10 magnificent castles in Devon
PUBLISHED: 16:44 02 August 2019 | UPDATED: 16:44 02 August 2019
Devon has two dozen or so castles and these 10 - in descending order - are historian Steve Roberts' favourites. He also runs down some of their stories and the nation-changing events they were involved in
Lydford's square 13th century tower is impressive, plonked atop its artificial mound with some statement of intent (it was a notorious prison). It sits within a bailey (courtyard). We're starting with classic Norman motte (mound) and bailey.
Lydford is believed built by Richard, 1st Earl of Cornwall (1209-72), Henry III's brother. The keep has three rooms on one floor, with two more above, one with fireplace. The church is adjacent, and Lydford Gorge nearby.
9) Fort Charles
A fort on the Kingsbridge River, Fort Charles (or Salcombe Castle) is surrounded by water at high tide. Dating from the Tudors, the fort saw action during the English Civil War when Royalist Sir Edmund Fortescue led its defence, when it was besieged by a Parliamentarian force under Col Ralph Weldon.
The castle capitulated in May 1646. The castle's key is apparently still in the possession of Fortescue's descendants.
The Romans and Saxons both fortified Exeter before the Normans arrived with their trowels in 1068, constructing a large castle, much altered by King Stephen in 1138.
By Shakespeare's time the castle was known as 'Rougemont' (red stone), but much was lost in the late 18th century to make way for the County Court. A gate and walls remain, and a plaque tells us that the last people executed for witchcraft, in England, were tried here.
Some more great places to visit:
A shell keep sits atop the motte like a circlet. Totnes looks like a place of military significance yet wasn't. Built in the 11th century, Totnes passed to the Zouche family, who presided over an edifice that had a square tower in the keep and outer bailey for cattle.
The castle has been used as a prison, including during the Second World War. The structure is still in excellent condition, with the motte offering views over the Dart and the grounds perfect for picnics.
Next to St Peter's lie the remains of, historically, one of Devon's largest castles, which had several towers and a wide double-moat. It fell into decay during Tudor times, after its owner was executed by Henry VIII.

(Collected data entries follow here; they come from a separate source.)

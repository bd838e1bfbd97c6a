/// Character-set decoding for the two text encodings used inside a `.doc`
/// piece: a single-byte encoding for "compressed" pieces, and UTF-16LE for
/// everything else.
use encoding_rs::WINDOWS_1252;

/// Single-byte character set used to decode compressed pieces.
#[derive(Debug, Clone, Copy, PartialEq, Eq)]
pub enum CharacterSet {
    /// Direct byte-to-codepoint mapping (ISO-8859-1). Always succeeds: every
    /// byte 0x00-0xFF maps to the identically numbered Unicode codepoint.
    Latin1,
    /// Windows-1252, routed through `encoding_rs`. Differs from Latin1 only in
    /// the 0x80-0x9F range, where Windows-1252 places printable characters
    /// (curly quotes, the euro sign, etc.) that Latin1 leaves as control codes.
    Windows1252,
}

impl Default for CharacterSet {
    fn default() -> Self {
        CharacterSet::Latin1
    }
}

/// Decode a single-byte-encoded piece according to `charset`.
pub fn decode_single_byte(bytes: &[u8], charset: CharacterSet) -> String {
    match charset {
        CharacterSet::Latin1 => bytes.iter().map(|&b| b as char).collect(),
        CharacterSet::Windows1252 => {
            let (text, _encoding, _had_errors) = WINDOWS_1252.decode(bytes);
            text.into_owned()
        }
    }
}

/// Decode a UTF-16LE-encoded piece, substituting U+FFFD for unpaired surrogates
/// and any trailing odd byte.
pub fn decode_utf16_le(bytes: &[u8]) -> String {
    let even_len = bytes.len() & !1;
    let units: Vec<u16> = bytes[..even_len]
        .chunks_exact(2)
        .map(|c| u16::from_le_bytes([c[0], c[1]]))
        .collect();
    String::from_utf16_lossy(&units)
}

#[cfg(test)]
mod tests {
    use super::*;

    #[test]
    fn test_latin1_direct_mapping() {
        let decoded = decode_single_byte(&[0x41, 0xE9], CharacterSet::Latin1);
        assert_eq!(decoded, "A\u{E9}");
    }

    #[test]
    fn test_windows_1252_curly_quote() {
        let decoded = decode_single_byte(&[0x93, 0x94], CharacterSet::Windows1252);
        assert_eq!(decoded, "\u{201C}\u{201D}");
    }

    #[test]
    fn test_utf16_le_basic() {
        let bytes: Vec<u8> = "Hi".encode_utf16().flat_map(|u| u.to_le_bytes()).collect();
        assert_eq!(decode_utf16_le(&bytes), "Hi");
    }

    #[test]
    fn test_utf16_le_odd_trailing_byte_is_dropped() {
        let mut bytes: Vec<u8> = "A".encode_utf16().flat_map(|u| u.to_le_bytes()).collect();
        bytes.push(0xFF);
        assert_eq!(decode_utf16_le(&bytes), "A");
    }

    #[test]
    fn test_utf16_le_unpaired_surrogate_is_replaced() {
        let bytes = 0xD800u16.to_le_bytes();
        assert_eq!(decode_utf16_le(&bytes), "\u{FFFD}");
    }
}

A Royalist garrison was outwitted during the English Civil War when a lucky shot broke the drawbridge chain, exposing the inner courtyard. The castle was converted from the 17th century into a private home.
A harbour fort, begun in Edward IV's reign, Dartmouth once had an innovative chain, stretching to Kingswear, to block the harbour. It also boasts the church of St Petrox, saw action in the English Civil War (the Royalists surrendered), and was still garrisoned as recently as the Second World War.
The battlements provide great views over Dartmouth, whilst the lower floor is where that chain was utilised.
A rectangular keep on an artificial motte, the bastion became a fortress of the Courtenays, Earls of Devon, from Henry I's time.
The castle was lost twice during the Wars of the Roses, and, in 1539, Henry Courtenay was executed for treason, during Henry VIII's reign, with the castle, Devon's largest, reduced to a ruin. Overlooking the Okement, it's a fine place for picnics, wild flowers, birds (feathered) and ghosts (reputedly).
Another Courtenay residence (since 1325), Powderham was unmolested until Henry Courtenay's fall. His son, Edward, was also locked up, for 14 years. The English Civil War saw Powderham's Royalists hold out in 1645 but capitulate the following year.
Fortunately, the castle escaped being slighted perhaps due to Parliamentarian Sir William Waller being father-in-law to a Courtenay, enabling it to become a grand house from the 18th century.
Built by Geoffrey Gilbert in 1329, Compton's fortified manor is one of few relatively unaltered medieval manors and remains the home of the Gilberts, whose most famous member was explorer Sir Humphrey.
The fact nearby Teignmouth was attacked by the French in the 15th century may explain the extensive fortifications (loopholes, portcullises and machicolations). There's a picnic orchard and you can stay in the Watchtower.
Hidden amidst a wood, Berry Pomeroy is named after the Pomeroys who accompanied the Conqueror. The family's hold on the castle ended in 1549 when Sir Thomas Pomeroy participated in an ill-fated rebellion.
The Seymours bought it next, Sir Edward building the Elizabethan house that fell victim to a lightning strike in 1688. Berry Pomeroy is also allegedly haunted. It's time to retire to the Castle Café (not English Heritage) for well-earned sustenance.